Fix testRecoverLocallyUpToGlobalCheckpoint (#55189)

Peer recovery fails if the primary does not see the recovering replica in the replication group (when the cluster state update on the primary is delayed). To verify the local recovery stats, we have to remember this value in the first try because the local recovery happens once, and its stats is reset when the recovery fails. Closes #54829
2025-03-01 16:39:11 +00:00 · 2020-04-15 08:28:04 -04:00 · 2020-04-15 08:28:04 -04:00 · 49f6dbf8e8
commit 49f6dbf8e8
parent 3cc4e0dd09
1 changed files with 17 additions and 2 deletions
--- a/server/src/test/java/org/elasticsearch/indices/recovery/IndexRecoveryIT.java
+++ b/server/src/test/java/org/elasticsearch/indices/recovery/IndexRecoveryIT.java
@ -20,6 +20,7 @@
 package org.elasticsearch.indices.recovery;

 import org.apache.lucene.analysis.TokenStream;
+import org.apache.lucene.util.SetOnce;
 import org.elasticsearch.ElasticsearchException;
 import org.elasticsearch.Version;
 import org.elasticsearch.action.ActionRunnable;
@ -1174,12 +1175,25 @@ public class IndexRecoveryIT extends ESIntegTestCase {
        client().admin().indices().prepareRefresh(indexName).get(); // avoid refresh when we are failing a shard
        String failingNode = randomFrom(nodes);
        PlainActionFuture<StartRecoveryRequest> startRecoveryRequestFuture = new PlainActionFuture<>();
+        // Peer recovery fails if the primary does not see the recovering replica in the replication group (when the cluster state
+        // update on the primary is delayed). To verify the local recovery stats, we have to manually remember this value in the
+        // first try because the local recovery happens once and its stats is reset when the recovery fails.

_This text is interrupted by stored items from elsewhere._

//! # Axum Helpers
//!
//! Shared HTTP plumbing for the workspace's Axum services.
//!
//! ## Modules
//!
//! - **[`server`]**: Router assembly with API docs, health checks, graceful shutdown
//! - **[`http`]**: HTTP middleware (per-IP rate limiting)
//! - **[`errors`]**: Structured error responses with error codes
//! - **[`extractors`]**: Custom extractors (JSON-or-form body)
//!
//! ## Quick Start
//!
//! ```ignore
//! use axum::Router;
//! use axum_helpers::server::{create_production_app, create_router};
//! use core_config::{FromEnv, rate_limit::RateLimitConfig, server::ServerConfig};
//! use std::time::Duration;
//! use utoipa::OpenApi;
//!
//! #[derive(OpenApi)]
//! #[openapi(paths())]
//! struct ApiDoc;
//!
//! #[tokio::main]
//! async fn main() -> Result<(), Box<dyn std::error::Error>> {
//!     let config = ServerConfig::from_env()?;
//!     let api_routes = Router::new(); // Add your routes
//!     let router = create_router::<ApiDoc>(api_routes, &config.api_prefix, &RateLimitConfig::default());
//!
//!     create_production_app(router, &config, Duration::from_secs(30), async {}).await?;
//!     Ok(())
//! }
//! ```

pub mod errors;
pub mod extractors;
pub mod http;
pub mod server;

// Re-export server types
pub use server::{
    HealthCheckFuture, HealthResponse, ShutdownCoordinator, create_production_app, create_router,
    health_router, run_health_checks, shutdown_signal,
};

// Re-export HTTP middleware
pub use http::{IpRateLimiter, rate_limit_middleware};

// Re-export error types
pub use errors::{AppError, ErrorCode, ErrorResponse};

// Re-export extractors
pub use extractors::JsonOrForm;
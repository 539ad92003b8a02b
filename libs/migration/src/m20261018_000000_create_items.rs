use sea_orm_migration::{prelude::*, schema::*};

#[derive(DeriveMigrationName)]
pub struct Migration;

#[async_trait::async_trait]
impl MigrationTrait for Migration {
    async fn up(&self, manager: &SchemaManager) -> Result<(), DbErr> {
        manager
            .create_table(
                Table::create()
                    .table(Items::Table)
                    .if_not_exists()
                    .col(pk_uuid(Items::Id))
                    .col(string(Items::Name))
                    .col(string(Items::Description))
                    .col(
                        timestamp_with_time_zone(Items::CreatedAt)
                            .default(Expr::current_timestamp()),
                    )
                    .to_owned(),
            )
            .await?;

        // Listing sorts newest first
        manager
            .create_index(
                Index::create()
                    .name("idx_items_created_at")
                    .table(Items::Table)
                    .col(Items::CreatedAt)
                    .if_not_exists()
                    .to_owned(),
            )
            .await?;

        Ok(())
    }

    async fn down(&self, manager: &SchemaManager) -> Result<(), DbErr> {
        manager
            .drop_table(Table::drop().table(Items::Table).if_exists().to_owned())
            .await
    }
}

#[derive(DeriveIden)]
enum Items {
    Table,
    Id,
    Name,
    Description,
    CreatedAt,
}
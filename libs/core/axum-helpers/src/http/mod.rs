//! HTTP middleware module.
//!
//! - Per-client-IP rate limiting
//!
//! # Example
//!
//! ```ignore
//! use axum_helpers::http::{IpRateLimiter, rate_limit_middleware};
//!
//! let app = Router::new()
//!     .layer(axum::middleware::from_fn_with_state(
//!         IpRateLimiter::new(&config.rate_limit),
//!         rate_limit_middleware,
//!     ));
//! ```

pub mod rate_limit;

pub use rate_limit::{IpRateLimiter, rate_limit_middleware, spawn_limiter_cleanup};
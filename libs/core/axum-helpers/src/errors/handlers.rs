use axum::{http::StatusCode, response::Response};

use super::{ErrorCode, error_response};

/// Fallback handler for unknown routes.
pub async fn not_found() -> Response {
    error_response(
        StatusCode::NOT_FOUND,
        "The requested resource was not found".to_string(),
        ErrorCode::NotFound,
    )
}
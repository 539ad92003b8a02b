use crate::{env_or_default, ConfigError, Environment, FromEnv};
use std::env;
use std::path::{Path, PathBuf};
use tracing::{debug, info};
use tracing_appender::non_blocking::WorkerGuard;
use tracing_appender::rolling::{InitError, RollingFileAppender, Rotation};
use tracing_subscriber::{filter::LevelFilter, fmt, prelude::*, EnvFilter, Layer, Registry};

type BoxedLayer = Box<dyn Layer<Registry> + Send + Sync>;

/// Install color-eyre with a project-standard configuration.
///
/// Call this early in the main() before any fallible operations to ensure
/// colored error output. Safe to call multiple times.
///
/// Configuration:
/// - Shows file:line where errors occur
/// - Hides environment variables (less noise)
pub fn install_color_eyre() {
    let _ = color_eyre::config::HookBuilder::default()
        .display_location_section(true)
        .display_env_section(false)
        .install();
}

/// Optional file sink for logs.
///
/// When `LOG_DIR` is set, two daily-rolling JSON files are written there:
/// `<prefix>.<date>.log` with everything the console filter lets through and
/// `<prefix>-error.<date>.log` with errors only.
#[derive(Clone, Debug)]
pub struct LogConfig {
    pub directory: Option<PathBuf>,
    pub file_prefix: String,
}

impl Default for LogConfig {
    fn default() -> Self {
        Self {
            directory: None,
            file_prefix: "application".to_string(),
        }
    }
}

impl FromEnv for LogConfig {
    fn from_env() -> Result<Self, ConfigError> {
        let directory = env::var("LOG_DIR")
            .ok()
            .filter(|dir| !dir.trim().is_empty())
            .map(PathBuf::from);

        Ok(Self {
            directory,
            file_prefix: env_or_default("LOG_FILE_PREFIX", "application"),
        })
    }
}

/// Keeps the non-blocking file writers alive. Dropping it flushes them.
#[must_use = "dropping the guard stops file logging"]
pub struct TracingGuard {
    _guards: Vec<WorkerGuard>,
}

/// `RUST_LOG` wins; otherwise `info` in production, which keeps the
/// per-request access lines, and `debug` in development.
fn default_filter(environment: &Environment) -> EnvFilter {
    EnvFilter::try_from_default_env().unwrap_or_else(|_| {
        if environment.is_production() {
            EnvFilter::new("info")
        } else {
            EnvFilter::new("debug")
        }
    })
}

fn daily_file(
    log: &LogConfig,
    directory: &Path,
    suffix: &str,
) -> Result<RollingFileAppender, InitError> {
    RollingFileAppender::builder()
        .rotation(Rotation::DAILY)
        .filename_prefix(format!("{}{}", log.file_prefix, suffix))
        .filename_suffix("log")
        .build(directory)
}

/// Initialize tracing with environment-aware configuration and error span capture.
///
/// - **Production** (`APP_ENV=production`): JSON console output at `info`.
/// - **Development** (default): pretty console output at `debug`.
///
/// Both include the `ErrorLayer` so color-eyre reports carry span traces.
/// When `log.directory` is set, daily-rolling files are added (see [`LogConfig`]).
///
/// Safe to call more than once: if a global subscriber is already installed
/// (common in tests) the call is a no-op apart from the returned guard.
pub fn init_tracing(environment: &Environment, log: &LogConfig) -> Result<TracingGuard, InitError> {
    let mut layers: Vec<BoxedLayer> = Vec::new();
    let mut guards = Vec::new();

    let console: BoxedLayer = if environment.is_production() {
        fmt::layer()
            .json()
            .with_target(false)
            .flatten_event(true)
            .with_filter(default_filter(environment))
            .boxed()
    } else {
        fmt::layer()
            .with_target(false)
            .with_file(false)
            .with_line_number(false)
            .pretty()
            .with_filter(default_filter(environment))
            .boxed()
    };
    layers.push(console);

    if let Some(directory) = &log.directory {
        let (writer, guard) = tracing_appender::non_blocking(daily_file(log, directory, "")?);
        guards.push(guard);
        layers.push(
            fmt::layer()
                .json()
                .with_ansi(false)
                .with_writer(writer)
                .with_filter(default_filter(environment))
                .boxed(),
        );

        let (writer, guard) = tracing_appender::non_blocking(daily_file(log, directory, "-error")?);
        guards.push(guard);
        layers.push(
            fmt::layer()
                .json()
                .with_ansi(false)
                .with_writer(writer)
                .with_filter(LevelFilter::ERROR)
                .boxed(),
        );
    }

    layers.push(tracing_error::ErrorLayer::default().boxed());

    match tracing_subscriber::registry().with(layers).try_init() {
        Ok(_) => info!(
            "Tracing initialized with ErrorLayer. Environment: {:?}, log dir: {:?}",
            environment, log.directory
        ),
        Err(_) => debug!("Tracing already initialized, skipping re-initialization"),
    }

    Ok(TracingGuard { _guards: guards })
}
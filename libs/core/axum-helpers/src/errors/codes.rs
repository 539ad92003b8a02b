//! Type-safe error codes for API responses.
//!
//! Each error code carries:
//! - String representation for client consumption (e.g., "NOT_FOUND")
//! - Integer code for logging and monitoring (e.g., 1005)
//! - Default human-readable message
//!
//! # Example
//!
//! ```rust
//! use axum_helpers::errors::ErrorCode;
//!
//! let code = ErrorCode::NotFound;
//! assert_eq!(code.as_str(), "NOT_FOUND");
//! assert_eq!(code.code(), 1005);
//! assert_eq!(code.default_message(), "Resource not found");
//! ```

use serde::{Deserialize, Serialize};
use utoipa::ToSchema;

/// Standardized error codes for API responses.
#[derive(Debug, Clone, Copy, PartialEq, Eq, Hash, Serialize, Deserialize, ToSchema)]
#[serde(rename_all = "SCREAMING_SNAKE_CASE")]
pub enum ErrorCode {
    // Client errors (1000s)
    /// Invalid JSON format in request body
    InvalidJson,

    /// Invalid urlencoded form in request body
    InvalidForm,

    /// Requested resource was not found
    NotFound,

    /// Client exceeded the request rate limit
    TooManyRequests,

    // Server errors (1100s)
    /// An unexpected internal server error occurred
    InternalError,
}

impl ErrorCode {
    /// SCREAMING_SNAKE_CASE identifier that clients match on.
    pub fn as_str(&self) -> &'static str {
        match self {
            Self::InvalidJson => "INVALID_JSON",
            Self::InvalidForm => "INVALID_FORM",
            Self::NotFound => "NOT_FOUND",
            Self::TooManyRequests => "TOO_MANY_REQUESTS",
            Self::InternalError => "INTERNAL_ERROR",
        }
    }

    /// Integer code for structured logs.
    ///
    /// - 1000-1099: Client errors
    /// - 1100-1199: Server errors
    pub fn code(&self) -> i32 {
        match self {
            Self::InvalidJson => 1002,
            Self::InvalidForm => 1003,
            Self::NotFound => 1005,
            Self::TooManyRequests => 1006,
            Self::InternalError => 1101,
        }
    }

    /// Default user-facing message. Handlers may override it.
    pub fn default_message(&self) -> &'static str {
        match self {
            Self::InvalidJson => "Invalid JSON format",
            Self::InvalidForm => "Invalid form body",
            Self::NotFound => "Resource not found",
            Self::TooManyRequests => "too many requests from this IP address",
            Self::InternalError => "An internal server error occurred",
        }
    }
}

impl std::fmt::Display for ErrorCode {
    fn fmt(&self, f: &mut std::fmt::Formatter<'_>) -> std::fmt::Result {
        write!(f, "{}", self.as_str())
    }
}

#[cfg(test)]
mod tests {
    use super::*;
    use std::collections::HashSet;

    const ALL: [ErrorCode; 5] = [
        ErrorCode::InvalidJson,
        ErrorCode::InvalidForm,
        ErrorCode::NotFound,
        ErrorCode::TooManyRequests,
        ErrorCode::InternalError,
    ];

    #[test]
    fn test_error_code_as_str() {
        assert_eq!(ErrorCode::NotFound.as_str(), "NOT_FOUND");
        assert_eq!(ErrorCode::TooManyRequests.as_str(), "TOO_MANY_REQUESTS");
        assert_eq!(ErrorCode::InvalidForm.as_str(), "INVALID_FORM");
    }

    #[test]
    fn test_error_codes_are_unique() {
        let codes: HashSet<i32> = ALL.iter().map(ErrorCode::code).collect();
        assert_eq!(codes.len(), ALL.len());

        let names: HashSet<&str> = ALL.iter().map(ErrorCode::as_str).collect();
        assert_eq!(names.len(), ALL.len());
    }

    #[test]
    fn test_error_code_ranges() {
        for code in ALL {
            let n = code.code();
            match code {
                ErrorCode::InternalError => assert!((1100..1200).contains(&n)),
                _ => assert!((1000..1100).contains(&n)),
            }
        }
    }

    #[test]
    fn test_error_code_serialization_matches_as_str() {
        for code in ALL {
            let json = serde_json::to_value(code).unwrap();
            assert_eq!(json, serde_json::json!(code.as_str()));
        }
    }

    #[test]
    fn test_error_code_display() {
        assert_eq!(ErrorCode::InternalError.to_string(), "INTERNAL_ERROR");
    }
}
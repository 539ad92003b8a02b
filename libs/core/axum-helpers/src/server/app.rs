use super::shutdown::ShutdownCoordinator;
use crate::errors::handlers::not_found;
use crate::http::{IpRateLimiter, rate_limit_middleware, spawn_limiter_cleanup};
use axum::{Router, middleware};
use core_config::rate_limit::RateLimitConfig;
use core_config::server::ServerConfig;
use std::io;
use std::net::SocketAddr;
use std::time::Duration;
use tower_http::compression::CompressionLayer;
use tower_http::trace::{DefaultMakeSpan, DefaultOnResponse, TraceLayer};
use tracing::{Level, info};
use utoipa::OpenApi;
use utoipa::openapi::server::Server;

/// Creates the service router with documentation and cross-cutting middleware.
///
/// This sets up:
/// - OpenAPI documentation at `/api-docs/openapi.json` with Swagger UI, ReDoc, RapiDoc and Scalar
/// - `apis` mounted under `api_prefix` (an empty prefix mounts them at the root)
/// - JSON 404 fallback
/// - Layers: per-IP rate limiting, HTTP tracing, response compression
///
/// Health endpoints should be merged onto the returned router so probes
/// stay outside the rate limit. Must be called inside a Tokio runtime: it
/// spawns the limiter's pruning task.
///
/// # Example
/// ```ignore
/// use axum_helpers::server::{create_router, health_router};
///
/// let router = create_router::<ApiDoc>(api_routes, "/api/v1", &config.rate_limit)
///     .merge(health_router(app_info!()));
/// ```
pub fn create_router<T>(apis: Router, api_prefix: &str, rate_limit: &RateLimitConfig) -> Router
where
    T: OpenApi + 'static,
{
    use utoipa_rapidoc::RapiDoc;
    use utoipa_redoc::{Redoc, Servable as RedocServable};
    use utoipa_scalar::{Scalar, Servable as ScalarServable};
    use utoipa_swagger_ui::SwaggerUi;

    let mut openapi = T::openapi();
    openapi.servers = Some(vec![Server::new(if api_prefix.is_empty() {
        "/"
    } else {
        api_prefix
    })]);

    let limiter = IpRateLimiter::new(rate_limit);
    spawn_limiter_cleanup(limiter.clone(), Duration::from_secs(60));
    info!(
        window_ms = rate_limit.window.as_millis() as u64,
        max_requests = rate_limit.max_requests,
        "Rate limiting enabled"
    );

    let docs = Router::new()
        .merge(SwaggerUi::new("/swagger-ui").url("/api-docs/openapi.json", openapi.clone()))
        .merge(Redoc::with_url("/redoc", openapi.clone()))
        .merge(RapiDoc::new("/api-docs/openapi.json").path("/rapidoc"))
        .merge(Scalar::with_url("/scalar", openapi));

    // axum refuses to nest at the root
    let router = if api_prefix.is_empty() {
        docs.merge(apis)
    } else {
        docs.nest(api_prefix, apis)
    };

    router
        .fallback(not_found)
        .layer(middleware::from_fn_with_state(limiter, rate_limit_middleware))
        .layer(
            TraceLayer::new_for_http()
                .make_span_with(DefaultMakeSpan::new().level(Level::INFO))
                .on_response(DefaultOnResponse::new().level(Level::INFO)),
        )
        // gzip, br, deflate, zstd based on Accept-Encoding
        .layer(CompressionLayer::new())
}

/// Production server with coordinated shutdown and cleanup.
///
/// The router is served with `ConnectInfo<SocketAddr>` so the rate limiter
/// can key on the peer address. After a shutdown signal, in-flight requests
/// drain first; `cleanup` (closing the database pool, etc.) runs once the
/// server has stopped, with `shutdown_timeout` as its budget.
///
/// ```ignore
/// let cleanup = async move {
///     if let Err(e) = db.close().await {
///         tracing::error!("Failed to close database: {}", e);
///     }
/// };
///
/// create_production_app(router, &config.server, Duration::from_secs(30), cleanup).await?;
/// ```
pub async fn create_production_app<F>(
    router: Router,
    server_config: &ServerConfig,
    shutdown_timeout: Duration,
    cleanup: F,
) -> io::Result<()>
where
    F: std::future::Future<Output = ()> + Send + 'static,
{
    let listener = tokio::net::TcpListener::bind(server_config.address()).await?;
    info!("Server starting on {}", listener.local_addr()?);

    serve_until_shutdown(
        listener,
        router,
        ShutdownCoordinator::default(),
        shutdown_timeout,
        cleanup,
    )
    .await
}

async fn serve_until_shutdown<F>(
    listener: tokio::net::TcpListener,
    router: Router,
    coordinator: ShutdownCoordinator,
    shutdown_timeout: Duration,
    cleanup: F,
) -> io::Result<()>
where
    F: std::future::Future<Output = ()> + Send + 'static,
{
    let serve_result = axum::serve(
        listener,
        router.into_make_service_with_connect_info::<SocketAddr>(),
    )
    .with_graceful_shutdown(async move { coordinator.wait_for_signal().await })
    .await
    .inspect_err(|e| {
        tracing::error!("Server encountered an error: {:?}", e);
    });

    info!("Server stopped, running cleanup (timeout: {:?})", shutdown_timeout);
    match tokio::time::timeout(shutdown_timeout, cleanup).await {
        Ok(()) => info!("Cleanup completed successfully"),
        Err(_) => {
            tracing::warn!(
                "Cleanup exceeded timeout of {:?}, forcing shutdown",
                shutdown_timeout
            );
        }
    }

    serve_result
}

+        SetOnce<Integer> localRecoveredOps = new SetOnce<>();
        for (String node : nodes) {
            MockTransportService transportService = (MockTransportService) internalCluster().getInstance(TransportService.class, node);
            transportService.addSendBehavior((connection, requestId, action, request, options) -> {
                if (action.equals(PeerRecoverySourceService.Actions.START_RECOVERY)) {
-                    assertFalse("recovery request was set already", startRecoveryRequestFuture.isDone());
-                    startRecoveryRequestFuture.onResponse((StartRecoveryRequest) request);
+                    final RecoveryState recoveryState = internalCluster().getInstance(IndicesService.class, failingNode)
+                        .getShardOrNull(new ShardId(resolveIndex(indexName), 0)).recoveryState();
+                    assertThat(recoveryState.getTranslog().recoveredOperations(), equalTo(recoveryState.getTranslog().totalLocal()));
+                    if (startRecoveryRequestFuture.isDone()) {
+                        assertThat(recoveryState.getTranslog().totalLocal(), equalTo(0));
+                        recoveryState.getTranslog().totalLocal(localRecoveredOps.get());
+                        recoveryState.getTranslog().incrementRecoveredOperations(localRecoveredOps.get());
+                    } else {
+                        localRecoveredOps.set(recoveryState.getTranslog().totalLocal());
+                        startRecoveryRequestFuture.onResponse((StartRecoveryRequest) request);
+                    }
                }
                if (action.equals(PeerRecoveryTargetService.Actions.FILE_CHUNK)) {
                    RetentionLeases retentionLeases = internalCluster().getInstance(IndicesService.class, node)
@ -1210,6 +1224,7 @@ public class IndexRecoveryIT extends ESIntegTestCase {
        assertThat(commitInfoAfterLocalRecovery.maxSeqNo, equalTo(lastSyncedGlobalCheckpoint));
        assertThat(startRecoveryRequest.startingSeqNo(), equalTo(lastSyncedGlobalCheckpoint + 1));
        ensureGreen(indexName);
+        assertThat((long) localRecoveredOps.get(), equalTo(lastSyncedGlobalCheckpoint - localCheckpointOfSafeCommit));
        for (RecoveryState recoveryState : client().admin().indices().prepareRecoveries().get().shardRecoveryStates().get(indexName)) {
            if (startRecoveryRequest.targetNode().equals(recoveryState.getTargetNode())) {
                assertThat("expect an operation-based recovery", recoveryState.getIndex().fileDetails(), empty());